This is a suit to enjoin the County Commissioners of Multnomah County, and the County Roadmaster, from widening a county road. A part of plaintiff’s land had been taken for that purpose. She complains that she did not receive adequate notice of the proceedings which took her property and that they were void. The trial court sustained her plea. The county appeals.

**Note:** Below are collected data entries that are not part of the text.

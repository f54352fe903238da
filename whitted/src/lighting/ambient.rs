use crate::{
    math::{Color, Vector3},
    scene::Scene,
};

use super::LightSource;

/// An ambient light. It is never occluded and has no meaningful direction; its
/// color is folded into the scene's ambient term.
#[derive(Debug, Clone, PartialEq)]
pub struct Ambient {
    pub color: Color,
}

impl Ambient {
    pub fn new(color: Color) -> Self {
        Self { color }
    }
}

impl LightSource for Ambient {
    fn color(&self) -> Color {
        self.color
    }

    fn distance_attenuation(&self, _point: Vector3) -> f64 {
        1.
    }

    fn shadow_attenuation(&self, _scene: &Scene, _point: Vector3) -> Color {
        Vector3::one()
    }

    fn direction(&self, _point: Vector3) -> Vector3 {
        Vector3::one().normalize()
    }
}
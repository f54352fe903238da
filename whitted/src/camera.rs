use crate::math::{Ray, Vector3};

/// A pinhole camera. Maps normalized image-plane coordinates to world rays.
#[derive(Clone, Debug, PartialEq)]
pub struct Camera {
    eye: Vector3,
    look: Vector3,
    u: Vector3,
    v: Vector3,
    fov: f64,
    aspect_ratio: f64,
}

impl Default for Camera {
    /// Looking down `-z` from the origin with a 53.13 degree field of view, which
    /// gives an image plane of height 1 at distance 1.
    fn default() -> Self {
        Self::new(
            Vector3::zero(),
            Vector3::new(0., 0., -1.),
            Vector3::up(),
            53.13,
            1.,
        )
    }
}

impl Camera {
    /// Build a camera at `eye` looking at `look_at`. `fov` is the vertical field
    /// of view in degrees, `aspect_ratio` is width over height.
    pub fn new(eye: Vector3, look_at: Vector3, up: Vector3, fov: f64, aspect_ratio: f64) -> Self {
        let look = (look_at - eye).normalize();
        let right = look.cross(up).normalize();
        let true_up = right.cross(look);

        let normalized_height = 2. * (fov.to_radians() * 0.5).tan();

        Self {
            eye,
            look,
            u: right * (normalized_height * aspect_ratio),
            v: true_up * normalized_height,
            fov,
            aspect_ratio,
        }
    }

    /// The primary ray through `(x, y)` in 0-1, with `y = 0` at the bottom.
    pub fn ray_through(&self, x: f64, y: f64) -> Ray {
        let dir = self.look + self.u * (x - 0.5) + self.v * (y - 0.5);
        Ray::new(self.eye, dir.normalize())
    }

    pub fn aspect_ratio(&self) -> f64 {
        self.aspect_ratio
    }

    pub fn fov(&self) -> f64 {
        self.fov
    }

    pub fn eye(&self) -> Vector3 {
        self.eye
    }

    /// Project a direction back onto the image plane. `None` when it points
    /// behind the camera.
    pub fn project(&self, direction: Vector3) -> Option<(f64, f64)> {
        let l = direction.dot(self.look);
        if l <= 0. {
            return None;
        }

        let du = direction.dot(self.u) / self.u.dot(self.u);
        let dv = direction.dot(self.v) / self.v.dot(self.v);
        Some((du / l + 0.5, dv / l + 0.5))
    }
}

It is acknowledged that the county followed the statutory procedure for the condemnation. The statutes, beginning with ORS 368.405, permit the commissioners to initiate the proceeding by a resolution of its intention to widen the road. Viewers are appointed and notice of the commission’s purpose is posted and forwarded by mail to the record owners of the land involved. ORS 368.445. Plaintiff received the statutory notice and filed a petition for damages.' ORS 368.490. The statute, ORS 368.510, provides for the hearing that is to be had on such a petition but no additional notice is required by statute to the petitioning owner as to precisely when the hearing is to be held. Plaintiff did not attend the hearing. Her petition was denied. ORS 368.525 permits the aggrieved property owner to appeal to the circuit court within 20 days after the final order of the commission. Plaintiff failed to appeal. The statutes assume that the remonstrator will know of the statutory procedure and advise himself of the commission’s proceedings.

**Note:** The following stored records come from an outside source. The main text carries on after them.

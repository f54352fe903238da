use std::{
    path::Path,
    sync::{
        atomic::{AtomicBool, Ordering},
        Arc,
    },
    time::Instant,
};

use indicatif::ProgressBar;
use log::{debug, info, trace};
use rayon::prelude::*;

use crate::{
    error::RenderError,
    math::{Color, Vector3},
    tracer::Tracer,
};

/// A shared stop flag. Clones observe the same flag.
#[derive(Debug, Clone, Default)]
pub struct CancelToken(Arc<AtomicBool>);

impl CancelToken {
    pub fn new() -> Self {
        Self::default()
    }

    pub fn cancel(&self) {
        self.0.store(true, Ordering::Relaxed);
    }

    pub fn is_cancelled(&self) -> bool {
        self.0.load(Ordering::Relaxed)
    }
}

/// A finished (or partly finished) frame of linear colors, top row first.
#[derive(Debug, Clone)]
pub struct Frame {
    pub width: u32,
    pub height: u32,
    pub pixels: Vec<Color>,
}

impl Frame {
    fn black(width: u32, height: u32) -> Self {
        Self {
            width,
            height,
            pixels: vec![Vector3::zero(); width as usize * height as usize],
        }
    }

    /// The color at column `x`, row `y` from the top.
    pub fn pixel(&self, x: u32, y: u32) -> Color {
        self.pixels[(y * self.width + x) as usize]
    }

    pub fn to_image(&self) -> image::RgbImage {
        image::RgbImage::from_fn(self.width, self.height, |x, y| {
            image::Rgb(self.pixel(x, y).to_rgb8())
        })
    }

    /// Write the frame out; the format follows the file extension.
    pub fn save<P: AsRef<Path>>(&self, path: P) -> Result<(), RenderError> {
        self.to_image().save(path)?;
        Ok(())
    }
}

#[derive(Debug, Clone, Copy, PartialEq, Eq)]
pub enum RenderStatus {
    Complete,

    /// The token was flipped mid-render. Rows that were never started are black.
    Cancelled { rows_traced: u32 },
}

#[derive(Debug, Clone)]
pub struct Render {
    pub frame: Frame,
    pub status: RenderStatus,
}

/// The image height matching the camera's aspect ratio, rounded to nearest.
pub fn height_for(width: u32, aspect_ratio: f64) -> u32 {
    (width as f64 / aspect_ratio + 0.5) as u32
}

/// Trace every pixel of a `width` x `height` frame, one scanline per task.
/// The token is polled before each scanline.
pub fn render(
    tracer: &Tracer,
    width: u32,
    height: u32,
    cancel: &CancelToken,
    progress: &ProgressBar,
) -> Result<Render, RenderError> {
    if width == 0 || height == 0 {
        return Err(RenderError::EmptyFrame { width, height });
    }

    info!("rendering {}x{} with {:?}", width, height, tracer.options());
    let start = Instant::now();

    let mut frame = Frame::black(width, height);
    let (w, h) = (width as f64, height as f64);

    let rows_traced = frame
        .pixels
        .par_chunks_mut(width as usize)
        .enumerate()
        .map(|(j, row)| {
            if cancel.is_cancelled() {
                return false;
            }

            let y = (height as usize - 1 - j) as f64 / h;
            for (i, pixel) in row.iter_mut().enumerate() {
                *pixel = tracer.trace(i as f64 / w, y);
            }

            trace!("row {} done", j);
            progress.inc(1);
            true
        })
        .filter(|traced| *traced)
        .count() as u32;

    let status = if rows_traced < height {
        debug!("render cancelled after {} of {} rows", rows_traced, height);
        RenderStatus::Cancelled { rows_traced }
    } else {
        RenderStatus::Complete
    };

    info!(
        "traced {} rows in {:.2}s",
        rows_traced,
        start.elapsed().as_secs_f64()
    );

    Ok(Render { frame, status })
}

#[cfg(test)]
mod tests {
    use super::*;
    use crate::{
        material::Material,
        object::{Cuboid, SceneObject, Transform},
        scene::Scene,
        tracer::TraceOptions,
    };

    /// A white box filling the lower half of the default camera's view.
    fn half_scene() -> Scene {
        let transform =
            Transform::new(Vector3::new(0., -50.5, -1.), Vector3::zero(), Vector3::one() * 100.).unwrap();
        Scene {
            objects: vec![SceneObject::new(
                Cuboid,
                transform,
                Material {
                    ke: Vector3::one(),
                    ..Default::default()
                },
            )],
            ..Default::default()
        }
    }

    #[test]
    fn test_rows_are_top_down() {
        let scene = half_scene();
        let tracer = Tracer::new(&scene, TraceOptions::default());
        let render = render(&tracer, 4, 4, &CancelToken::new(), &ProgressBar::hidden()).unwrap();

        assert_eq!(render.status, RenderStatus::Complete);
        assert_eq!(render.frame.pixel(0, 0), Vector3::zero());
        assert_eq!(render.frame.pixel(3, 3), Vector3::one());

        let image = render.frame.to_image();
        assert_eq!(image.get_pixel(1, 3).0, [255, 255, 255]);
        assert_eq!(image.get_pixel(1, 0).0, [0, 0, 0]);
    }

    #[test]
    fn test_empty_frame_is_an_error() {
        let scene = Scene::default();
        let tracer = Tracer::new(&scene, TraceOptions::default());
        let result = render(&tracer, 0, 10, &CancelToken::new(), &ProgressBar::hidden());
        assert!(matches!(
            result,
            Err(RenderError::EmptyFrame { width: 0, height: 10 })
        ));
    }

    #[test]
    fn test_cancelled_before_start_stays_black() {
        let scene = half_scene();
        let tracer = Tracer::new(&scene, TraceOptions::default());
        let cancel = CancelToken::new();
        cancel.clone().cancel();
        assert!(cancel.is_cancelled());

        let render = render(&tracer, 8, 8, &cancel, &ProgressBar::hidden()).unwrap();
        assert_eq!(render.status, RenderStatus::Cancelled { rows_traced: 0 });
        assert!(render.frame.pixels.iter().all(|c| c.is_zero()));
    }

    #[test]
    fn test_height_rounds_to_nearest() {
        assert_eq!(height_for(512, 1.), 512);
        assert_eq!(height_for(640, 16. / 9.), 360);
        assert_eq!(height_for(101, 2.), 51);
    }
}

The trial court held that the failure to give a notice of the hearing and of plaintiff’s right to appeal within *5120 days thereafter invalidated the proceedings as to plaintiff, the effect of which is to invalidate the statute. We do not agree with the trial court.
The cases cited and relied on by plaintiff such as Hood River L. Co. v. Wasco County, 1899, 35 Or 498, 57 P 1017, and Lauderback et al v. Multnomah County, 1924, 111 Or 681, 226 P 697, concern eases in which either no notice at all was required by the enabling statutes or the statutory form of notice was not given. These cases are not decisive of the present appeal.
Instead the situation is governed by Bechtell et al v. City of Salem et al, 1961, 226 Or 1 at pp. 6 and 7, 358 P2d 563, where we were concerned with the identical question in regard to the procedure for a city to levy special assessments. We held in Bechtell that the initial notice was sufficient and that it was not constitutionally required, though preferable, for notice to be given of subsequent proceedings. The test of the procedures adopted by the statutes we here examine is governed by Bechtell and the cases cited in that opinion. The process and procedure provided by the statutes are valid.
Reversed.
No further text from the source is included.